Pirelli abre o caso político Itália-China

Marco Tronchetti Provera, acionista e operador número um da Pirelli, pediu ao governo italiano que tome medidas para impedir que o grupo chinês Sinochem assuma o controle da empresa italiana. Este é o resumo extremo, relatado pela agência Mf-Dow Jones, dos pedidos feitos pela Camfin na audiência de ontem perante a Comissão do Governo sobre “golden power”. Para a Camfin (que detém 14% da Pirelli), o grupo estatal chinês Sinochem (principal acionista com 37%) é perigoso e coloca em risco a independência da empresa. Na audiência de ontem, foram ouvidos os gerentes da Pirelli liderados pelo gerente geral de operações Andrea Casaluci e, pela Camfin, o próprio Tronchetti auxiliado pelo jurista Andrea Zoppini e o estúdio Chiomenti. Uma audiência com representantes da Sinochem já ocorreu nos últimos dias, enquanto outra com terceiros técnicos está prevista. A Comissão é composta por técnicos de todos os ministérios envolvidos (Mef, Mimit, Relações Exteriores e também da Presidência do Conselho) e deverá examinar se e como aplicar o golden power – isto é, o poder do governo italiano de impor restrições e obrigações aos acionistas estrangeiros no capital de empresas italianas – ao grupo Sinochem em relação à Pirelli. A decisão final será tomada pelo Conselho de Ministros.

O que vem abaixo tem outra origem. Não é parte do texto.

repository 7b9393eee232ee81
pub mod paths;
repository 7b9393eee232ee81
use std::fmt;
use std::sync::atomic::{AtomicBool, Ordering};
use std::sync::Arc;

#[derive(Debug, Clone, Copy, PartialEq, Eq, Hash, PartialOrd, Ord)]
pub enum CheckName {
    Directories,
    TempDirectory,
    DiskSpace,
    Permissions,
    LockFile,
}

impl CheckName {
    pub const ORDER: [CheckName; 5] = [
        CheckName::Directories,
        CheckName::TempDirectory,
        CheckName::DiskSpace,
        CheckName::Permissions,
        CheckName::LockFile,
    ];

    pub fn as_str(&self) -> &'static str {
        match self {
            CheckName::Directories => "Directories",
            CheckName::TempDirectory => "Temp Directory",
            CheckName::DiskSpace => "Disk Space",
            CheckName::Permissions => "Permissions",
            CheckName::LockFile => "Lock File",
        }
    }
}

impl fmt::Display for CheckName {
    fn fmt(&self, f: &mut fmt::Formatter<'_>) -> fmt::Result {
        f.write_str(self.as_str())
    }
}

#[derive(Debug, Clone, Copy, PartialEq, Eq, Hash)]
pub enum CheckCode {
    PermissionCheck,
    PermissionDenied,
    FsReadonly,
    FsIoError,
    PermissionCheckFailed,
    NotDirectory,
    StatFailed,
    CreateFailed,
    VerifyFailed,
    NotWritable,
    NoSymlinkSupport,
    DiskSpaceLow,
    DiskStatFailed,
    LockBusy,
    LockStatFailed,
    LockCreateFailed,
    LockRemoveFailed,
}

impl CheckCode {
    pub fn as_str(&self) -> &'static str {
        match self {
            CheckCode::PermissionCheck => "PERMISSION_CHECK",
            CheckCode::PermissionDenied => "PERMISSION_DENIED",
            CheckCode::FsReadonly => "FS_READONLY",
            CheckCode::FsIoError => "FS_IO_ERROR",
            CheckCode::PermissionCheckFailed => "PERMISSION_CHECK_FAILED",
            CheckCode::NotDirectory => "NOT_DIRECTORY",
            CheckCode::StatFailed => "STAT_FAILED",
            CheckCode::CreateFailed => "CREATE_FAILED",
            CheckCode::VerifyFailed => "VERIFY_FAILED",
            CheckCode::NotWritable => "NOT_WRITABLE",
            CheckCode::NoSymlinkSupport => "NO_SYMLINK_SUPPORT",
            CheckCode::DiskSpaceLow => "DISK_SPACE_LOW",
            CheckCode::DiskStatFailed => "DISK_STAT_FAILED",
            CheckCode::LockBusy => "LOCK_BUSY",
            CheckCode::LockStatFailed => "LOCK_STAT_FAILED",
            CheckCode::LockCreateFailed => "LOCK_CREATE_FAILED",
            CheckCode::LockRemoveFailed => "LOCK_REMOVE_FAILED",
        }
    }
}

impl fmt::Display for CheckCode {
    fn fmt(&self, f: &mut fmt::Formatter<'_>) -> fmt::Result {
        f.write_str(self.as_str())
    }
}

#[derive(Debug, Clone, Copy, Default)]
pub struct RunMode {
    pub dry_run: bool,
    pub verbose: bool,
}

#[derive(Debug, Clone, Default)]
pub struct CancelToken(Arc<AtomicBool>);

impl CancelToken {
    pub fn new() -> Self {
        Self::default()
    }

    pub fn cancel(&self) {
        self.0.store(true, Ordering::SeqCst);
    }

    pub fn is_cancelled(&self) -> bool {
        self.0.load(Ordering::SeqCst)
    }

    pub fn flag(&self) -> Arc<AtomicBool> {
        Arc::clone(&self.0)
    }
}
pub mod check;
pub mod unlock;

use crate::error::ProxsaveError;
use crate::types::CheckCode;

pub fn exit_code_for(code: CheckCode) -> i32 {
    match code {
        CheckCode::LockBusy => 3,
        CheckCode::DiskSpaceLow | CheckCode::DiskStatFailed => 4,
        CheckCode::PermissionDenied
        | CheckCode::FsReadonly
        | CheckCode::FsIoError
        | CheckCode::PermissionCheckFailed => 5,
        CheckCode::NotDirectory
        | CheckCode::StatFailed
        | CheckCode::CreateFailed
        | CheckCode::VerifyFailed
        | CheckCode::NotWritable
        | CheckCode::NoSymlinkSupport => 6,
        CheckCode::PermissionCheck
        | CheckCode::LockStatFailed
        | CheckCode::LockCreateFailed
        | CheckCode::LockRemoveFailed => 1,
    }
}

pub fn exit_for_error(err: &ProxsaveError) -> ! {
    let code = match err {
        ProxsaveError::Check { code, .. } => exit_code_for(*code),
        ProxsaveError::Config(_) => 2,
        ProxsaveError::Cancelled => 130,
        _ => 1,
    };
    println!("{}", err);
    std::process::exit(code);
}
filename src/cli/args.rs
use std::path::PathBuf;

use clap::{Args, Parser, Subcommand};

#[derive(Parser, Debug)]
#[command(
    name = "proxsave",
    version,
    about = "Pre-flight checks for Proxmox configuration backups"
)]
pub struct Cli {
    #[command(subcommand)]
    pub command: Option<Command>,

    #[arg(long, global = true)]
    pub config: Option<PathBuf>,
    #[arg(long, global = true)]
    pub dry_run: bool,
    #[arg(long, short = 'v', global = true)]
    pub verbose: bool,
}

#[derive(Subcommand, Debug, Clone)]
pub enum Command {
    /// Run all pre-flight checks and take the run lock.
    Check(CheckArgs),
    /// Remove the run lock left by a previous invocation.
    Unlock,
}

#[derive(Args, Debug, Clone, Default)]
pub struct CheckArgs {
    #[arg(long)]
    pub skip_permission_check: bool,
    /// Estimated archive size in GB; enables the size-aware disk check.
    #[arg(long)]
    pub estimate_gb: Option<f64>,
    /// Leave the lock in place after a successful run.
    #[arg(long)]
    pub keep_lock: bool,
}
use std::io;
use std::path::{Path, PathBuf};
use thiserror::Error;

use crate::types::{CheckCode, CheckName};

#[derive(Debug, Error)]
pub enum ProxsaveError {
    #[error("{0}")]
    Message(String),
    #[error("{0}")]
    Config(ConfigError),
    #[error("pre-backup check {name} failed: {message}")]
    Check {
        name: CheckName,
        code: CheckCode,
        message: String,
    },
    #[error("pre-backup checks cancelled")]
    Cancelled,
    #[error("{op} {path}: {source}", path = .path.display())]
    IoContext {
        op: String,
        path: PathBuf,
        #[source]
        source: io::Error,
    },
    #[error("{0}")]
    Io(#[from] io::Error),
}

#[derive(Debug, Error)]
pub enum ConfigError {
    #[error("parse config: {0}")]
    Parse(String),
    #[error("{0}")]
    Invalid(String),
}

pub type Result<T> = std::result::Result<T, ProxsaveError>;

impl ProxsaveError {
    pub fn message(msg: impl Into<String>) -> Self {
        ProxsaveError::Message(msg.into())
    }

    pub fn io_context(op: &str, path: &Path, err: io::Error) -> Self {
        ProxsaveError::IoContext {
            op: op.to_string(),
            path: path.to_path_buf(),
            source: err,
        }
    }
}

impl From<ConfigError> for ProxsaveError {
    fn from(err: ConfigError) -> Self {
        ProxsaveError::Config(err)
    }
}
use std::path::PathBuf;
use std::time::Duration;

use serde::Deserialize;

use crate::error::{ConfigError, Result};

pub const DEFAULT_LOCK_FILE_NAME: &str = ".backup.lock";
pub const DEFAULT_TEMP_ROOT: &str = "/tmp/proxsave";
pub const DEFAULT_MAX_LOCK_AGE_SECS: u64 = 2 * 60 * 60;
pub const DEFAULT_SAFETY_FACTOR: f64 = 1.5;
pub const DEFAULT_MIN_DISK_GB: f64 = 1.0;

#[derive(Debug, Deserialize, Clone, Default)]
pub struct ConfigFile {
    pub backup_path: String,
    pub log_path: String,
    #[serde(default)]
    pub lock_dir_path: Option<String>,
    #[serde(default)]
    pub lock_file_path: Option<String>,
    #[serde(default)]
    pub lock_file_name: Option<String>,
    #[serde(default)]
    pub secondary_enabled: bool,
    #[serde(default)]
    pub secondary_path: Option<String>,
    #[serde(default)]
    pub cloud_enabled: bool,
    #[serde(default)]
    pub cloud_path: Option<String>,
    #[serde(default)]
    pub min_disk_primary_gb: Option<f64>,
    #[serde(default)]
    pub min_disk_secondary_gb: Option<f64>,
    #[serde(default)]
    pub min_disk_cloud_gb: Option<f64>,
    #[serde(default)]
    pub safety_factor: Option<f64>,
    #[serde(default)]
    pub max_lock_age_secs: Option<u64>,
    #[serde(default)]
    pub skip_permission_check: bool,
    #[serde(default)]
    pub dry_run: bool,
    #[serde(default)]
    pub temp_root: Option<String>,
}

#[derive(Debug, Clone)]
pub struct CheckerConfig {
    pub backup_path: PathBuf,
    pub log_path: PathBuf,
    // Empty means "use `backup_path`".
    pub lock_dir_path: PathBuf,
    // Empty means "`lock_dir_path` joined with DEFAULT_LOCK_FILE_NAME".
    pub lock_file_path: PathBuf,
    pub secondary_path: PathBuf,
    pub secondary_enabled: bool,
    pub cloud_path: PathBuf,
    pub cloud_enabled: bool,
    pub min_disk_primary_gb: f64,
    pub min_disk_secondary_gb: f64,
    pub min_disk_cloud_gb: f64,
    pub safety_factor: f64,
    pub max_lock_age: Duration,
    pub skip_permission_check: bool,
    pub dry_run: bool,
    pub temp_root: PathBuf,
}

impl CheckerConfig {
    pub fn new(backup_path: impl Into<PathBuf>, log_path: impl Into<PathBuf>) -> Self {
        Self {
            backup_path: backup_path.into(),
            log_path: log_path.into(),
            lock_dir_path: PathBuf::new(),
            lock_file_path: PathBuf::new(),
            secondary_path: PathBuf::new(),
            secondary_enabled: false,
            cloud_path: PathBuf::new(),
            cloud_enabled: false,
            min_disk_primary_gb: DEFAULT_MIN_DISK_GB,
            min_disk_secondary_gb: DEFAULT_MIN_DISK_GB,
            min_disk_cloud_gb: 0.0,
            safety_factor: DEFAULT_SAFETY_FACTOR,
            max_lock_age: Duration::from_secs(DEFAULT_MAX_LOCK_AGE_SECS),
            skip_permission_check: false,
            dry_run: false,
            temp_root: PathBuf::from(DEFAULT_TEMP_ROOT),
        }
    }

    pub fn resolved(mut self) -> Self {
        if self.lock_dir_path.as_os_str().is_empty() {
            self.lock_dir_path = self.backup_path.clone();
        }
        if self.lock_file_path.as_os_str().is_empty() {
            self.lock_file_path = self.lock_dir_path.join(DEFAULT_LOCK_FILE_NAME);
        }
        if self.temp_root.as_os_str().is_empty() {
            self.temp_root = PathBuf::from(DEFAULT_TEMP_ROOT);
        }
        self
    }

    pub fn validate(&self) -> Result<()> {
        if self.backup_path.as_os_str().is_empty() {
            return Err(ConfigError::Invalid("backup_path is required".to_string()).into());
        }
        if self.log_path.as_os_str().is_empty() {
            return Err(ConfigError::Invalid("log_path is required".to_string()).into());
        }
        if !self.backup_path.is_absolute() {
            return Err(ConfigError::Invalid("backup_path must be absolute".to_string()).into());
        }
        if !self.log_path.is_absolute() {
            return Err(ConfigError::Invalid("log_path must be absolute".to_string()).into());
        }
        if !self.lock_file_path.as_os_str().is_empty() && !self.lock_file_path.is_absolute() {
            return Err(
                ConfigError::Invalid("lock_file_path must be absolute".to_string()).into(),
            );
        }
        for (name, value) in [
            ("min_disk_primary_gb", self.min_disk_primary_gb),
            ("min_disk_secondary_gb", self.min_disk_secondary_gb),
            ("min_disk_cloud_gb", self.min_disk_cloud_gb),
        ] {
            if value.is_nan() || value < 0.0 {
                return Err(ConfigError::Invalid(format!(
                    "{} must be non-negative, got {}",
                    name, value
                ))
                .into());
            }
        }
        if self.safety_factor.is_nan() || self.safety_factor < 1.0 {
            return Err(ConfigError::Invalid(format!(
                "safety_factor must be >= 1.0, got {}",
                self.safety_factor
            ))
            .into());
        }
        if self.max_lock_age.is_zero() {
            return Err(ConfigError::Invalid("max_lock_age must be positive".to_string()).into());
        }
        Ok(())
    }
}

#[cfg(test)]
mod tests {
    use super::*;
    use crate::error::ProxsaveError;

    #[test]
    fn lock_location_defaults_to_backup_path() {
        let cfg = CheckerConfig::new("/var/backups/pve", "/var/log/proxsave").resolved();
        assert_eq!(cfg.lock_dir_path, PathBuf::from("/var/backups/pve"));
        assert_eq!(
            cfg.lock_file_path,
            PathBuf::from("/var/backups/pve/.backup.lock")
        );
    }

    #[test]
    fn explicit_lock_dir_is_kept() {
        let mut cfg = CheckerConfig::new("/var/backups/pve", "/var/log/proxsave");
        cfg.lock_dir_path = PathBuf::from("/run/proxsave");
        let cfg = cfg.resolved();
        assert_eq!(cfg.lock_file_path, PathBuf::from("/run/proxsave/.backup.lock"));
    }

    #[test]
    fn validate_rejects_bad_values() {
        let base = CheckerConfig::new("/srv/backup", "/srv/log");
        assert!(base.validate().is_ok());

        let mut cfg = base.clone();
        cfg.backup_path = PathBuf::new();
        assert!(matches!(cfg.validate(), Err(ProxsaveError::Config(_))));

        let mut cfg = base.clone();
        cfg.log_path = PathBuf::from("relative/log");
        assert!(cfg.validate().is_err());

        let mut cfg = base.clone();
        cfg.min_disk_secondary_gb = -0.5;
        assert!(cfg.validate().is_err());

        let mut cfg = base.clone();
        cfg.safety_factor = 0.9;
        assert!(cfg.validate().is_err());

        let mut cfg = base;
        cfg.max_lock_age = Duration::ZERO;
        assert!(cfg.validate().is_err());
    }
}
pub mod checks;
pub mod cli;
pub mod config;
pub mod error;
pub mod fs;
pub mod types;
pub mod util;

pub use checks::{CheckReport, CheckResult, Checker};
pub use config::CheckerConfig;
pub use error::{ProxsaveError, Result};
pub use types::{CancelToken, CheckCode, CheckName};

O caso surgiu depois que no ano passado a Sinochem (através da Marco Polo Int.) e a Camfin renovaram o acordo sindical que rege a empresa e que entrará em vigor na próxima assembléia de acionistas da Pirelli (marcada para 31 de julho ontem). Uma renovação que faz parte das notificações a serem feitas para efeitos de golden power. No novo acordo, assinado há um ano, a Sinochem terá mais poderes para indicar o CEO. E segundo a Camfin, a atitude dos chineses (sócios desde 2015 e, portanto, na terceira renovação dos acordos de acionistas) agora mudou e ameaça não só a governança, mas também a segurança da empresa.

A este respeito, dos documentos arquivados e consultados pelo Mensageiro, resulta que o parceiro chinês está empenhado em adotar as diretrizes indicadas pelo primeiro-ministro e secretário do Partido Comunista Xi Jinping no 20º Congresso para aumentar o nível de controle político e a composição dos quadros de gestão nas filiais. Além disso, teria surgido a intenção de integrar os sistemas de TI das subsidiárias da Pirelli na China com os sistemas da Sinochem para permitir o compartilhamento simultâneo de informações. Uma hipótese que põe em risco a avançada tecnologia italiana.

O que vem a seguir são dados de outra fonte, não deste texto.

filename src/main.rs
fn main() {
    if let Err(err) = proxsave::cli::run() {
        eprintln!("{:#}", err);
        std::process::exit(2);
    }
}
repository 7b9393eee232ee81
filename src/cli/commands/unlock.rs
use crate::checks::Checker;
use crate::config::CheckerConfig;
use crate::error::Result;

pub fn run_unlock(config: CheckerConfig) -> Result<()> {
    let checker = Checker::new(config)?;
    let path = checker.config().lock_file_path.clone();
    match checker.lock_holder() {
        Some(holder) => println!(
            "removing lock {} (pid {} on {} since {})",
            path.display(),
            holder.pid,
            holder.host,
            holder.time
        ),
        None => println!("no readable lock at {}", path.display()),
    }
    checker.release_lock()?;
    Ok(())
}
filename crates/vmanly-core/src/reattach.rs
// ── Cascade reattachment ──
//
// After a shared object changes, every device template built on it must
// be re-pushed to its devices with their current variable values. The
// push is asynchronous; `wait_for_action` polls it to a terminal state
// within the context's poll bounds.

use std::collections::HashSet;

use serde_json::{Map, Value};
use tracing::{debug, info, trace};
use vmanly_api::{ActionStatus, TemplateInput};

use crate::config::PollConfig;
use crate::context::SyncContext;
use crate::error::CoreError;
use crate::model::EntityKind;

impl SyncContext {
    /// Re-attach a device template to every device it is attached to and
    /// wait for the push to finish.
    ///
    /// Returns the action id, or `None` when no device is attached.
    pub async fn reattach(&self, template_id: &str) -> Result<Option<String>, CoreError> {
        let devices = self.client.list_attached_devices(template_id).await?;
        if devices.is_empty() {
            debug!(template_id, "no attached devices; nothing to reattach");
            return Ok(None);
        }

        let device_ids: Vec<String> = devices.into_iter().map(|d| d.uuid).collect();
        let input = self
            .client
            .get_template_input(template_id, &device_ids)
            .await?;
        let rows = attachment_rows(template_id, &input);

        info!(template_id, devices = rows.len(), "reattaching device template");
        let handle = self.client.attach_device_template(template_id, rows).await?;
        self.wait_for_action(&handle.id).await?;
        Ok(Some(handle.id))
    }

    /// Reattach a device template by name.
    pub async fn reattach_by_name(&self, name: &str) -> Result<Option<String>, CoreError> {
        let id = self
            .resolve_name_to_id(EntityKind::DeviceTemplates, None, name)
            .await?;
        self.reattach(&id.to_string()).await
    }

    /// Poll an asynchronous action until it reaches a terminal state.
    ///
    /// A terminal action with a failed device row is `ActionFailed`
    /// carrying that row's last activity line; running out of attempts is
    /// `ActionTimeout`.
    pub async fn wait_for_action(&self, action_id: &str) -> Result<ActionStatus, CoreError> {
        let PollConfig {
            interval,
            max_attempts,
        } = self.poll;

        for attempt in 1..=max_attempts {
            let status = self.client.get_action_status(action_id).await?;
            if status.is_terminal() {
                if let Some(row) = status.failure() {
                    return Err(CoreError::ActionFailed {
                        action_id: action_id.to_owned(),
                        activity: row
                            .last_activity()
                            .unwrap_or("no activity reported")
                            .to_owned(),
                    });
                }
                debug!(action_id, attempt, status = %status.summary.status, "action finished");
                return Ok(status);
            }
            trace!(action_id, attempt, status = %status.summary.status, "action still running");
            if attempt < max_attempts {
                tokio::time::sleep(interval).await;
            }
        }

        Err(CoreError::ActionTimeout {
            action_id: action_id.to_owned(),
            attempts: max_attempts,
        })
    }
}

/// Keep each row's editable properties and `csv-*` identity columns, and
/// point it at the template.
fn attachment_rows(template_id: &str, input: &TemplateInput) -> Vec<Map<String, Value>> {
    let editable: HashSet<&str> = input.editable_properties().collect();
    input
        .data
        .iter()
        .map(|row| {
            let mut kept: Map<String, Value> = row
                .iter()
                .filter(|(key, _)| key.starts_with("csv-") || editable.contains(key.as_str()))
                .map(|(key, value)| (key.clone(), value.clone()))
                .collect();
            kept.insert(
                "csv-templateId".to_owned(),
                Value::String(template_id.to_owned()),
            );
            kept
        })
        .collect()
}

#[cfg(test)]
#[allow(clippy::unwrap_used)]
mod tests {
    use super::*;
    use serde_json::json;

    #[test]
    fn rows_keep_editable_and_identity_columns() {
        let input: TemplateInput = serde_json::from_value(json!({
            "header": {"columns": [
                {"property": "csv-status", "editable": false},
                {"property": "csv-deviceId", "editable": false},
                {"property": "//system/host-name", "editable": true},
                {"property": "/0/vpn-instance/ip/route/0.0.0.0/0/next-hop/address", "editable": true},
                {"property": "readonly-column", "editable": false}
            ]},
            "data": [{
                "csv-status": "complete",
                "csv-deviceId": "dev-1",
                "csv-deviceIP": "10.0.0.1",
                "//system/host-name": "edge-1",
                "/0/vpn-instance/ip/route/0.0.0.0/0/next-hop/address": "192.0.2.1",
                "readonly-column": "x"
            }]
        }))
        .unwrap();

        let rows = attachment_rows("dt-1", &input);
        assert_eq!(rows.len(), 1);
        let row = &rows[0];
        assert_eq!(row["csv-templateId"], "dt-1");
        assert_eq!(row["csv-deviceId"], "dev-1");
        assert_eq!(row["csv-deviceIP"], "10.0.0.1");
        assert_eq!(row["//system/host-name"], "edge-1");
        assert!(!row.contains_key("readonly-column"));
    }
}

Para o governo Meloni, a questão é sobretudo geopolítica. A Pirelli tornou-se uma espécie de caso piloto para as futuras relações entre a Itália e a China, começando com a decisão a ser tomada até o final do ano sobre o destino da «Rota da Seda». O caminho parece ser o traçado pelo ministro das Empresas, Adolfo Urso, que considera estratégicas as relações comerciais e até industriais com a China. Nesta chave uma decisão radical sobre o caso Pirelli, como a esterilização da ação ou a obrigação de vender, parecem difíceis de serem compatíveis. É mais razoável imaginar uma intervenção ao nível da governação, pelo menos a curto prazo. De qualquer forma, ponderando bem as consequências no mercado para a própria Pirelli.

A última palavra caberá a Meloni. Que desde ontem, seja como for, encontrou mais um dossiê em sua mesa. O caso Itália-China está aberto.